I was looking at some old scripts and I believe what you seek lies within this:

# Analyze By Understand
cd ~/
lang="java"
lang2="C++"

for i in $projectPath/git-repo/*;
do
    echo $i

    udb=$(echo ${i} | sed -e "s|/git-repo|/udb|")
    udb=$udb.udb
    echo $udb

    xml=$(echo ${i} | sed -e "s|/git-repo|/xml|")
    xml=$xml.xml
    echo $xml

    ~/opt/scitools/bin/linux64/und create -db $udb -languages $lang $lang2
    ~/opt/scitools/bin/linux64/und -db $udb add $i
    ~/opt/scitools/bin/linux64/und settings -MetricMetrics all $udb
    ~/opt/scitools/bin/linux64/und settings -MetricFileNameDisplayMode FullPath $udb
    ~/opt/scitools/bin/linux64/und analyze $udb
    ~/opt/scitools/bin/linux64/und export -dependencies file cytoscape $xml $udb
    ~/opt/scitools/bin/linux64/und metrics $udb
done

If you are in a Macbook, the und command can be found under /Applications/Understand.app/Contents/MacOS/und.

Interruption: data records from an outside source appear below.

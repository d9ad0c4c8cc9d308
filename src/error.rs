//! Error types for xml-suggest
//!
//! This module defines the error types used throughout the library. Schema
//! compilation fails with the first [`RestrictionViolation`] or
//! [`RecursionError`] it meets; document validation reports through an
//! error handler and only surfaces [`Error::Aborted`] for fatal diagnostics.

use std::fmt;

use serde::Serialize;
use thiserror::Error;

use crate::locations::SourceLocation;
use crate::validators::exceptions::Diagnostic;

/// Result type alias using the crate [`Error`]
pub type Result<T> = std::result::Result<T, Error>;

/// Main error type for xml-suggest operations
#[derive(Error, Debug)]
pub enum Error {
    /// A RELAX NG restriction (RELAX NG section 7) was violated
    #[error("restriction violation: {0}")]
    Restriction(#[from] RestrictionViolation),

    /// A definition expands to itself without an intervening element
    #[error("recursion error: {0}")]
    Recursion(#[from] RecursionError),

    /// A `ref` names a definition that was never defined
    #[error("reference to undefined pattern \"{name}\"{}", fmt_location(.location))]
    UndefinedReference {
        /// The definition name
        name: String,
        /// Where the reference appeared
        location: Option<SourceLocation>,
    },

    /// Schema construction error that is not a restriction violation
    #[error("schema error: {0}")]
    Schema(String),

    /// Limit exceeded error
    #[error("limit exceeded: {0}")]
    LimitExceeded(String),

    /// Namespace error
    #[error("namespace error: {0}")]
    Namespace(String),

    /// Name error (invalid XML name)
    #[error("name error: {0}")]
    Name(String),

    /// XML parsing error raised by the document driver
    #[error("XML error: {0}")]
    Xml(String),

    /// Configuration could not be read
    #[error("configuration error: {0}")]
    Config(#[from] serde_json::Error),

    /// I/O error
    #[error("I/O error: {0}")]
    Io(#[from] std::io::Error),

    /// Document validation was aborted by a fatal diagnostic or by the error handler
    #[error("validation aborted: {0}")]
    Aborted(Diagnostic),
}

fn fmt_location(location: &Option<SourceLocation>) -> String {
    location
        .as_ref()
        .map(|loc| format!(" at {}", loc))
        .unwrap_or_default()
}

/// A violated RELAX NG restriction.
///
/// `code` is a stable machine-readable tag such as `start_contains_attribute`.
/// The location is filled by the innermost enclosing pattern that knows one,
/// see [`RestrictionViolation::maybe_set_location`].
#[derive(Debug, Clone, PartialEq, Eq, Serialize)]
pub struct RestrictionViolation {
    code: &'static str,
    location: Option<SourceLocation>,
}

impl RestrictionViolation {
    /// Create a violation without a location
    pub fn new(code: &'static str) -> Self {
        Self {
            code,
            location: None,
        }
    }

    /// Set the location
    pub fn with_location(mut self, location: SourceLocation) -> Self {
        self.location = Some(location);
        self
    }

    /// Fill in the location unless one is already present
    pub fn maybe_set_location(&mut self, location: Option<&SourceLocation>) {
        if self.location.is_none() {
            self.location = location.cloned();
        }
    }

    /// The machine-readable violation code
    pub fn code(&self) -> &'static str {
        self.code
    }

    /// The location of the offending pattern, if known
    pub fn location(&self) -> Option<&SourceLocation> {
        self.location.as_ref()
    }

    /// Human-readable description of the violation
    pub fn message(&self) -> &'static str {
        match self.code {
            "start_contains_attribute" => "found attribute in start pattern",
            "start_contains_data" => "found data in start pattern",
            "start_contains_empty" => "found empty in start pattern",
            "start_contains_group" => "found group in start pattern",
            "start_contains_interleave" => "found interleave in start pattern",
            "start_contains_list" => "found list in start pattern",
            "start_contains_one_or_more" => "found oneOrMore in start pattern",
            "start_contains_text" => "found text in start pattern",
            "start_contains_value" => "found value in start pattern",
            "open_name_class_not_repeated" => {
                "attribute with an open name class must be repeated with oneOrMore"
            }
            "one_or_more_contains_group_contains_attribute" => {
                "oneOrMore contains group contains attribute"
            }
            "one_or_more_contains_interleave_contains_attribute" => {
                "oneOrMore contains interleave contains attribute"
            }
            "list_contains_attribute" => "list contains attribute",
            "list_contains_element" => "list contains element",
            "list_contains_interleave" => "list contains interleave",
            "list_contains_list" => "list contains list",
            "list_contains_text" => "list contains text",
            "attribute_contains_attribute" => "attribute contains attribute",
            "attribute_contains_element" => "attribute contains element",
            "data_except_contains_attribute" => "data/except contains attribute",
            "data_except_contains_element" => "data/except contains element",
            "data_except_contains_empty" => "data/except contains empty",
            "data_except_contains_group" => "data/except contains group",
            "data_except_contains_interleave" => "data/except contains interleave",
            "data_except_contains_list" => "data/except contains list",
            "data_except_contains_one_or_more" => "data/except contains oneOrMore",
            "data_except_contains_text" => "data/except contains text",
            "duplicate_attribute" => "duplicate attribute",
            "xmlns_attribute_name" => "attribute name must not be xmlns or in the xmlns namespace",
            "group_string" => "group of string or data element",
            "interleave_string" => "interleave of string or data element",
            "one_or_more_string" => "repeat of string or data element",
            "interleave_element_overlap" => {
                "overlapping element names in operands of interleave"
            }
            "interleave_text_overlap" => "both operands of interleave contain text",
            "id_element_name_class" => {
                "element with attribute of type ID/IDREF/IDREFS must have a simple name"
            }
            "id_attribute_name_class" => {
                "attribute of type ID/IDREF/IDREFS must have a simple name"
            }
            "id_type_conflict" => "conflicting ID types for the same attribute",
            "id_parent" => "datatype ID/IDREF/IDREFS must be the whole value of an attribute or element",
            _ => "restriction violated",
        }
    }
}

impl fmt::Display for RestrictionViolation {
    fn fmt(&self, f: &mut fmt::Formatter<'_>) -> fmt::Result {
        write!(f, "{} ({})", self.message(), self.code)?;
        if let Some(ref loc) = self.location {
            write!(f, " at {}", loc)?;
        }
        Ok(())
    }
}

impl std::error::Error for RestrictionViolation {}

/// Unbounded recursion through named definitions
#[derive(Debug, Clone, PartialEq, Eq)]
pub enum RecursionError {
    /// The definition reaches itself without passing through an element
    RecursiveReference {
        /// The definition name
        name: String,
        /// Where the offending reference appeared
        location: Option<SourceLocation>,
    },
    /// Element nesting in the grammar exceeded the configured maximum
    DepthExceeded {
        /// The depth that was reached
        depth: usize,
        /// The configured maximum
        limit: usize,
    },
}

impl fmt::Display for RecursionError {
    fn fmt(&self, f: &mut fmt::Formatter<'_>) -> fmt::Result {
        match self {
            Self::RecursiveReference { name, location } => {
                write!(f, "bad recursive reference to pattern \"{}\"", name)?;
                if let Some(loc) = location {
                    write!(f, " at {}", loc)?;
                }
                Ok(())
            }
            Self::DepthExceeded { depth, limit } => write!(
                f,
                "grammar recursion depth {} exceeds maximum {}",
                depth, limit
            ),
        }
    }
}

impl std::error::Error for RecursionError {}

You can also use the GUI of Scitools to try to generate the said file, it may be easier to explore first via GUI to then try to do via terminal using the "und" command.

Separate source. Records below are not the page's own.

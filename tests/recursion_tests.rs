//! Reference expansion and the recursion guard

use pretty_assertions::assert_eq;
use xmlsuggest::pattern::{NameClass, PatternKind, SchemaPatternBuilder};
use xmlsuggest::validators::SchemaOptions;
use xmlsuggest::{Error, Limits, RecursionError, SourceLocation};

#[test]
fn test_recursion_through_element_is_allowed() {
    // list = element item { ref list? }
    let mut b = SchemaPatternBuilder::new();
    let list_ref = b.make_ref("list", None);
    let optional = b.make_optional(list_ref);
    let item = b.make_element(NameClass::local("item"), optional, None);
    b.define("list", item).unwrap();
    let start = b.make_ref("list", None);

    let schema = b.compile(start, &SchemaOptions::default()).unwrap();
    let graph = schema.graph();
    let PatternKind::Element(element) = graph.kind(schema.start()) else {
        panic!("start should expand to the element");
    };
    // the element's content refers back to the element itself
    let content = graph.element(*element).content;
    let PatternKind::Choice(p1, p2) = graph.kind(content) else {
        panic!("content should be optional");
    };
    assert!([*p1, *p2].contains(&schema.start()));
}

#[test]
fn test_unguarded_recursion() {
    // a = ref a, element x { empty }
    let mut b = SchemaPatternBuilder::new();
    let loc = SourceLocation::new(Some("loop.rnc"), 2, 9);
    let self_ref = b.make_ref("a", Some(loc.clone()));
    let empty = b.make_empty();
    let x = b.make_element(NameClass::local("x"), empty, None);
    let body = b.make_group(self_ref, x);
    b.define("a", body).unwrap();
    let start = b.make_ref("a", None);

    match b.compile(start, &SchemaOptions::default()) {
        Err(Error::Recursion(RecursionError::RecursiveReference { name, location })) => {
            assert_eq!(name, "a");
            assert_eq!(location, Some(loc));
        }
        other => panic!("expected a recursive reference, got {:?}", other),
    }
}

#[test]
fn test_mutual_recursion() {
    // a = ref b, b = ref a | empty
    let mut b = SchemaPatternBuilder::new();
    let ref_b = b.make_ref("b", None);
    let ref_a = b.make_ref("a", None);
    let empty = b.make_empty();
    let body_b = b.make_choice(ref_a, empty);
    b.define("a", ref_b).unwrap();
    b.define("b", body_b).unwrap();
    let doc = b.make_element(NameClass::local("doc"), ref_a, None);

    let err = b.compile(doc, &SchemaOptions::default()).unwrap_err();
    assert!(matches!(
        err,
        Error::Recursion(RecursionError::RecursiveReference { .. })
    ));
}

#[test]
fn test_undefined_reference() {
    let mut b = SchemaPatternBuilder::new();
    let missing = b.make_ref("missing", Some(SourceLocation::new(Some("s.rnc"), 1, 1)));
    let doc = b.make_element(NameClass::local("doc"), missing, None);
    match b.compile(doc, &SchemaOptions::default()) {
        Err(Error::UndefinedReference { name, location }) => {
            assert_eq!(name, "missing");
            assert_eq!(location.map(|l| l.line), Some(1));
        }
        other => panic!("expected an undefined reference, got {:?}", other),
    }
}

#[test]
fn test_duplicate_definition() {
    let mut b = SchemaPatternBuilder::new();
    let empty = b.make_empty();
    b.define("a", empty).unwrap();
    assert!(matches!(b.define("a", empty), Err(Error::Schema(_))));
}

#[test]
fn test_depth_limit() {
    // e0 { e1 { e2 { ... } } }
    let mut b = SchemaPatternBuilder::new();
    let mut content = b.make_empty();
    for i in 0..10 {
        content = b.make_element(NameClass::local(format!("e{}", i)), content, None);
    }
    let options = SchemaOptions::default().with_limits(Limits {
        max_recursion_depth: 5,
        ..Limits::default()
    });
    assert!(matches!(
        b.clone().compile(content, &options),
        Err(Error::Recursion(RecursionError::DepthExceeded { limit: 5, .. }))
    ));
    assert!(b.compile(content, &SchemaOptions::default()).is_ok());
}

#[test]
fn test_pattern_limit() {
    let mut b = SchemaPatternBuilder::new();
    let text = b.make_text();
    let doc = b.make_element(NameClass::local("doc"), text, None);
    let options = SchemaOptions::default().with_limits(Limits {
        max_patterns: 2,
        ..Limits::default()
    });
    assert!(matches!(
        b.compile(doc, &options),
        Err(Error::LimitExceeded(_))
    ));
}

#[test]
fn test_check_recursion_direct_self_reference() {
    // a = ref a
    let mut b = SchemaPatternBuilder::new();
    let loc = SourceLocation::new(Some("self.rnc"), 1, 5);
    let self_ref = b.make_ref("a", Some(loc.clone()));
    b.define("a", self_ref).unwrap();

    match b.check_recursion(self_ref, &Limits::default()) {
        Err(Error::Recursion(RecursionError::RecursiveReference { name, location })) => {
            assert_eq!(name, "a");
            assert_eq!(location, Some(loc));
        }
        other => panic!("expected a recursive reference, got {:?}", other),
    }
}

#[test]
fn test_check_recursion_mutual_reference() {
    // a = ref b, b = ref a | text
    let mut b = SchemaPatternBuilder::new();
    let ref_a = b.make_ref("a", None);
    let ref_b = b.make_ref("b", None);
    let text = b.make_text();
    let body_b = b.make_choice(ref_a, text);
    b.define("a", ref_b).unwrap();
    b.define("b", body_b).unwrap();

    assert!(matches!(
        b.check_recursion(ref_a, &Limits::default()),
        Err(Error::Recursion(RecursionError::RecursiveReference { .. }))
    ));
}

#[test]
fn test_check_recursion_shared_definition_is_allowed() {
    // doc { ref a, ref a }, a = text
    let mut b = SchemaPatternBuilder::new();
    let text = b.make_text();
    b.define("a", text).unwrap();
    let ref_a = b.make_ref("a", None);
    let twice = b.make_group(ref_a, ref_a);
    let doc = b.make_element(NameClass::local("doc"), twice, None);
    assert!(b.check_recursion(doc, &Limits::default()).is_ok());
}

#[test]
fn test_nested_elements_within_default_limit() {
    // e3999 { ... e1 { e0 { empty } } ... }
    let mut b = SchemaPatternBuilder::new();
    let mut content = b.make_empty();
    for i in 0..4_000 {
        content = b.make_element(NameClass::local(format!("e{}", i)), content, None);
    }
    assert!(Limits::default().max_recursion_depth > 4_000);
    let schema = b.compile(content, &SchemaOptions::default()).unwrap();
    assert_eq!(schema.graph().element_count(), 4_000);
}

#[test]
fn test_long_group_chain_exceeds_depth() {
    // doc { text, text, ... } nested far past the limit
    let mut b = SchemaPatternBuilder::new();
    let text = b.make_text();
    let mut content = text;
    for _ in 0..50_000 {
        content = b.make_group(content, text);
    }
    let doc = b.make_element(NameClass::local("doc"), content, None);

    let limit = Limits::default().max_recursion_depth;
    assert!(matches!(
        b.check_recursion(doc, &Limits::default()),
        Err(Error::Recursion(RecursionError::DepthExceeded { limit: l, .. })) if l == limit
    ));
    assert!(matches!(
        b.compile(doc, &SchemaOptions::default()),
        Err(Error::Recursion(RecursionError::DepthExceeded { .. }))
    ));
}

See: https://documentation.scitools.com/pdf/understand.pdf p.352 talks a bit more about it, but what you want is the configuration mentioned above.

If the bash script does not make sense, let me know. The way this scitools interface works is, you first use und to parse data from a project, which outputs a database file that Scitools will be able to get things out from:

    ~/opt/scitools/bin/linux64/und create -db $udb -languages $lang $lang2
    ~/opt/scitools/bin/linux64/und -db $udb add $i

I recommend you manually replace the bash variables and simply put an actual project. Say, I believe the $udb variable is just the path to the source code folder. $lang should be replaced by the project language (you can find these on the project github, just usee the one the project is mostly written in).

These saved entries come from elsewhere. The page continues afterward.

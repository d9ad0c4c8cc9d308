//! Restriction checks run by schema compilation

use pretty_assertions::assert_eq;
use xmlsuggest::pattern::{Datatype, NameClass, PatternId, SchemaPatternBuilder};
use xmlsuggest::validators::SchemaOptions;
use xmlsuggest::{Error, SourceLocation};

fn init() {
    let _ = env_logger::builder().is_test(true).try_init();
}

fn compile_error(builder: SchemaPatternBuilder, start: PatternId) -> (String, Option<SourceLocation>) {
    match builder.compile(start, &SchemaOptions::default()) {
        Err(Error::Restriction(violation)) => (
            violation.code().to_string(),
            violation.location().cloned(),
        ),
        other => panic!("expected a restriction violation, got {:?}", other),
    }
}

fn element(b: &mut SchemaPatternBuilder, name: &str, content: PatternId) -> PatternId {
    b.make_element(NameClass::local(name), content, None)
}

#[test]
fn test_start_with_attribute() {
    init();
    let mut b = SchemaPatternBuilder::new();
    let text = b.make_text();
    let loc = SourceLocation::new(Some("start.rnc"), 1, 7);
    let attr = b.make_attribute(NameClass::local("a"), text, Some(loc.clone()));
    let (code, location) = compile_error(b, attr);
    assert_eq!(code, "start_contains_attribute");
    assert_eq!(location, Some(loc));
}

#[test]
fn test_start_with_text_or_element() {
    let mut b = SchemaPatternBuilder::new();
    let text = b.make_text();
    let doc = element(&mut b, "doc", text);
    let start = b.make_choice(doc, text);
    let (code, _) = compile_error(b, start);
    assert_eq!(code, "start_contains_text");
}

#[test]
fn test_valid_grammar_compiles() {
    init();
    let mut b = SchemaPatternBuilder::new();
    let text = b.make_text();
    let title = element(&mut b, "title", text);
    let lang = b.make_attribute(NameClass::local("lang"), text, None);
    let optional_lang = b.make_optional(lang);
    let content = b.make_group(optional_lang, title);
    let doc = element(&mut b, "doc", content);
    let schema = b.compile(doc, &SchemaOptions::default()).unwrap();
    assert_eq!(schema.graph().element_count(), 2);
}

#[test]
fn test_duplicate_attribute() {
    let mut b = SchemaPatternBuilder::new();
    let text = b.make_text();
    let a1 = b.make_attribute(NameClass::local("a"), text, None);
    let token = b.make_data(Datatype::token(), vec![]);
    let a2 = b.make_attribute(NameClass::local("a"), token, None);
    let content = b.make_group(a1, a2);
    let doc = element(&mut b, "doc", content);
    let (code, _) = compile_error(b, doc);
    assert_eq!(code, "duplicate_attribute");
}

#[test]
fn test_attributes_in_alternatives_are_not_duplicates() {
    let mut b = SchemaPatternBuilder::new();
    let text = b.make_text();
    let a1 = b.make_attribute(NameClass::local("a"), text, None);
    let token = b.make_data(Datatype::token(), vec![]);
    let a2 = b.make_attribute(NameClass::local("a"), token, None);
    let content = b.make_choice(a1, a2);
    let doc = element(&mut b, "doc", content);
    assert!(b.compile(doc, &SchemaOptions::default()).is_ok());
}

#[test]
fn test_open_attribute_must_repeat() {
    let mut b = SchemaPatternBuilder::new();
    let text = b.make_text();
    let any = b.make_attribute(NameClass::AnyName, text, None);
    let doc = element(&mut b, "doc", any);
    let (code, _) = compile_error(b, doc);
    assert_eq!(code, "open_name_class_not_repeated");

    let mut b = SchemaPatternBuilder::new();
    let text = b.make_text();
    let any = b.make_attribute(NameClass::AnyName, text, None);
    let any = b.make_zero_or_more(any);
    let doc = element(&mut b, "doc", any);
    assert!(b.compile(doc, &SchemaOptions::default()).is_ok());
}

#[test]
fn test_list_restrictions() {
    let mut b = SchemaPatternBuilder::new();
    let token = b.make_data(Datatype::token(), vec![]);
    let inner = b.make_list(token, None);
    let loc = SourceLocation::new(Some("list.rnc"), 4, 2);
    let outer = b.make_list(inner, Some(loc.clone()));
    let doc = element(&mut b, "doc", outer);
    let (code, location) = compile_error(b, doc);
    assert_eq!(code, "list_contains_list");
    assert_eq!(location, Some(loc));
}

#[test]
fn test_data_except_restrictions() {
    let mut b = SchemaPatternBuilder::new();
    let string = b.make_data(Datatype::string(), vec![]);
    let x = b.make_value(Datatype::string(), "x");
    let y = b.make_value(Datatype::string(), "y");
    let group = b.make_group(x, y);
    let except = b.make_data_except(Datatype::string(), vec![], group, None);
    let content = b.make_choice(except, string);
    let doc = element(&mut b, "doc", content);
    let (code, _) = compile_error(b, doc);
    assert_eq!(code, "data_except_contains_group");
}

#[test]
fn test_string_sequences() {
    let mut b = SchemaPatternBuilder::new();
    let text = b.make_text();
    let child = element(&mut b, "child", text);
    let token = b.make_data(Datatype::token(), vec![]);
    let content = b.make_group(child, token);
    let doc = element(&mut b, "doc", content);
    let (code, _) = compile_error(b, doc);
    assert_eq!(code, "group_string");
}

#[test]
fn test_interleave_overlap() {
    let mut b = SchemaPatternBuilder::new();
    let text = b.make_text();
    let a1 = element(&mut b, "a", text);
    let a2 = element(&mut b, "a", text);
    let content = b.make_interleave(a1, a2);
    let doc = element(&mut b, "doc", content);
    let (code, _) = compile_error(b, doc);
    assert_eq!(code, "interleave_element_overlap");
}

#[test]
fn test_interleave_of_text() {
    let mut b = SchemaPatternBuilder::new();
    let text = b.make_text();
    let a = element(&mut b, "a", text);
    let left = b.make_mixed(a);
    let c = element(&mut b, "c", text);
    let right = b.make_mixed(c);
    let content = b.make_interleave(left, right);
    let doc = element(&mut b, "doc", content);
    let (code, _) = compile_error(b, doc);
    assert_eq!(code, "interleave_text_overlap");
}

#[test]
fn test_nested_interleave_overlap() {
    // (a & b) & (c & a) overlaps only through the nested alphabets
    let mut b = SchemaPatternBuilder::new();
    let empty = b.make_empty();
    let a1 = element(&mut b, "a", empty);
    let b1 = element(&mut b, "b", empty);
    let c1 = element(&mut b, "c", empty);
    let a2 = element(&mut b, "a", empty);
    let left = b.make_interleave(a1, b1);
    let right = b.make_interleave(c1, a2);
    let content = b.make_interleave(left, right);
    let doc = element(&mut b, "doc", content);
    let (code, _) = compile_error(b, doc);
    assert_eq!(code, "interleave_element_overlap");
}

#[test]
fn test_xmlns_attribute() {
    let mut b = SchemaPatternBuilder::new();
    let text = b.make_text();
    let xmlns = b.make_attribute(NameClass::local("xmlns"), text, None);
    let doc = element(&mut b, "doc", xmlns);
    let (code, _) = compile_error(b, doc);
    assert_eq!(code, "xmlns_attribute_name");
}

#[test]
fn test_violation_display() {
    let mut b = SchemaPatternBuilder::new();
    let text = b.make_text();
    let loc = SourceLocation::new(Some("s.rnc"), 3, 5);
    let attr = b.make_attribute(NameClass::local("a"), text, Some(loc));
    let err = b.compile(attr, &SchemaOptions::default()).unwrap_err();
    assert_eq!(
        err.to_string(),
        "restriction violation: found attribute in start pattern (start_contains_attribute) at s.rnc:3:5"
    );
}

#[test]
fn test_repeated_group_with_attribute() {
    let mut b = SchemaPatternBuilder::new();
    let text = b.make_text();
    let attr = b.make_attribute(NameClass::local("a"), text, None);
    let child = element(&mut b, "child", text);
    let group = b.make_group(attr, child);
    let repeated = b.make_one_or_more(group);
    let doc = element(&mut b, "doc", repeated);
    let (code, _) = compile_error(b, doc);
    assert_eq!(code, "one_or_more_contains_group_contains_attribute");
}

#[test]
fn test_disjoint_names_are_accepted() {
    let mut b = SchemaPatternBuilder::new();
    let text = b.make_text();
    let id = b.make_attribute(NameClass::local("id"), text, None);
    let name = b.make_attribute(NameClass::local("name"), text, None);
    let attributes = b.make_group(id, name);
    let a = element(&mut b, "a", text);
    let c = element(&mut b, "b", text);
    let children = b.make_interleave(a, c);
    let content = b.make_group(attributes, children);
    let doc = element(&mut b, "doc", content);
    assert!(b.compile(doc, &SchemaOptions::default()).is_ok());
}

The command that give dependencies is:

    ~/opt/scitools/bin/linux64/und analyze $udb
    ~/opt/scitools/bin/linux64/und export -dependencies file cytoscape $xml $udb

The metrics commands is for something else. You can ignore them for now.

carlosparadis commented 2 months ago

@RavenMarQ

Here's some more context on how to get the files via the GUI. You can use one of the sample projects Scitools offer to learn about it.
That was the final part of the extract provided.